> [What you are asked to do]: Reproduce, exactly as they appear, the line containing "wave += libm::sinf(freq" and every line after it, ending with the last line of the records.

[Stored items from a collection]
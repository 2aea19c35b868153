//! Water caustics effect
//!
//! Per-pixel intensity from a sum of three traveling sine waves at different
//! spatial frequencies and temporal speeds, squared and perturbed with a
//! small uniform noise, then mapped through a deep-blue to cyan gradient.

use core::f32::consts::PI;

use embassy_time::{Duration, Instant};

use super::Effect;
use crate::{
    color::{Rgb, blend_colors},
    mathf::channel_to_u8,
    rng::Rng,
};

const FRAME_DURATION: Duration = Duration::from_millis(20);

const DEEP_BLUE: Rgb = Rgb { r: 0, g: 40, b: 96 };
const BRIGHT_CYAN: Rgb = Rgb {
    r: 64,
    g: 224,
    b: 255,
};

// Spatial frequencies (radians per pixel) and temporal speeds (radians per
// second) of the three traveling waves.
const WAVES: [(f32, f32); 3] = [(0.35, 1.3), (0.13, -0.7), (0.58, 2.1)];

const NOISE_AMPLITUDE: f32 = 0.03;

// Overall brightness floor and ceiling
const INTENSITY_MIN: f32 = 0.12;
const INTENSITY_MAX: f32 = 1.0;

/// Maximum dt fed into the phase accumulators; longer stalls count as one
/// long frame instead of a catch-up burst.
const MAX_DT_SECONDS: f32 = 0.25;

#[derive(Debug, Clone)]
pub struct WaterEffect {
    rng: Rng,
    /// Accumulated temporal phase per wave, wrapped each frame so f32
    /// precision holds on arbitrarily long runs with no phase jumps
    phases: [f32; 3],
    last_frame: Option<Instant>,
}

impl WaterEffect {
    pub const fn new(seed: u64) -> Self {
        Self {
            rng: Rng::new(seed),
            phases: [0.0; 3],
            last_frame: None,
        }
    }
}

impl Effect for WaterEffect {
    #[allow(clippy::cast_precision_loss)]
    fn render(&mut self, now: Instant, leds: &mut [Rgb]) -> bool {
        let dt = self.last_frame.map_or(0.0, |last| {
            (now.duration_since(last).as_micros() as f32 / 1_000_000.0)
                .clamp(0.0, MAX_DT_SECONDS)
        });
        self.last_frame = Some(now);

        for (phase, (_, speed)) in self.phases.iter_mut().zip(WAVES) {
            *phase = (*phase + speed * dt) % (2.0 * PI);
        }

        for (i, led) in leds.iter_mut().enumerate() {
            let x = i as f32;

            let mut wave = 0.0;
            for ((freq, _), phase) in WAVES.iter().zip(self.phases) {
                wave += libm::sinf(freq * x + phase);
            }

            // Normalize to [0, 1], square for caustic-like contrast
            let normalized = (wave / 3.0 + 1.0) * 0.5;
            let mut intensity = normalized * normalized
                + self.rng.range_f32(-NOISE_AMPLITUDE, NOISE_AMPLITUDE);
            intensity = intensity.clamp(0.0, 1.0);
            intensity = INTENSITY_MIN + intensity * (INTENSITY_MAX - INTENSITY_MIN);

            *led = blend_colors(DEEP_BLUE, BRIGHT_CYAN, channel_to_u8(intensity));
        }

        true
    }

    fn reset(&mut self) {
        self.phases = [0.0; 3];
        self.last_frame = None;
    }

    fn frame_duration(&self) -> Duration {
        FRAME_DURATION
    }
}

> [Answer space]:
                wave += libm::sinf(freq * x + phase);
            }

            // Normalize to [0, 1], square for caustic-like contrast
            let normalized = (wave / 3.0 + 1.0) * 0.5;
            let mut intensity = normalized * normalized
                + self.rng.range_f32(-NOISE_AMPLITUDE, NOISE_AMPLITUDE);
            intensity = intensity.clamp(0.0, 1.0);
            intensity = INTENSITY_MIN + intensity * (INTENSITY_MAX - INTENSITY_MIN);

            *led = blend_colors(DEEP_BLUE, BRIGHT_CYAN, channel_to_u8(intensity));
        }

        true
    }

    fn reset(&mut self) {
        self.phases = [0.0; 3];
        self.last_frame = None;
    }

    fn frame_duration(&self) -> Duration {
        FRAME_DURATION
    }
}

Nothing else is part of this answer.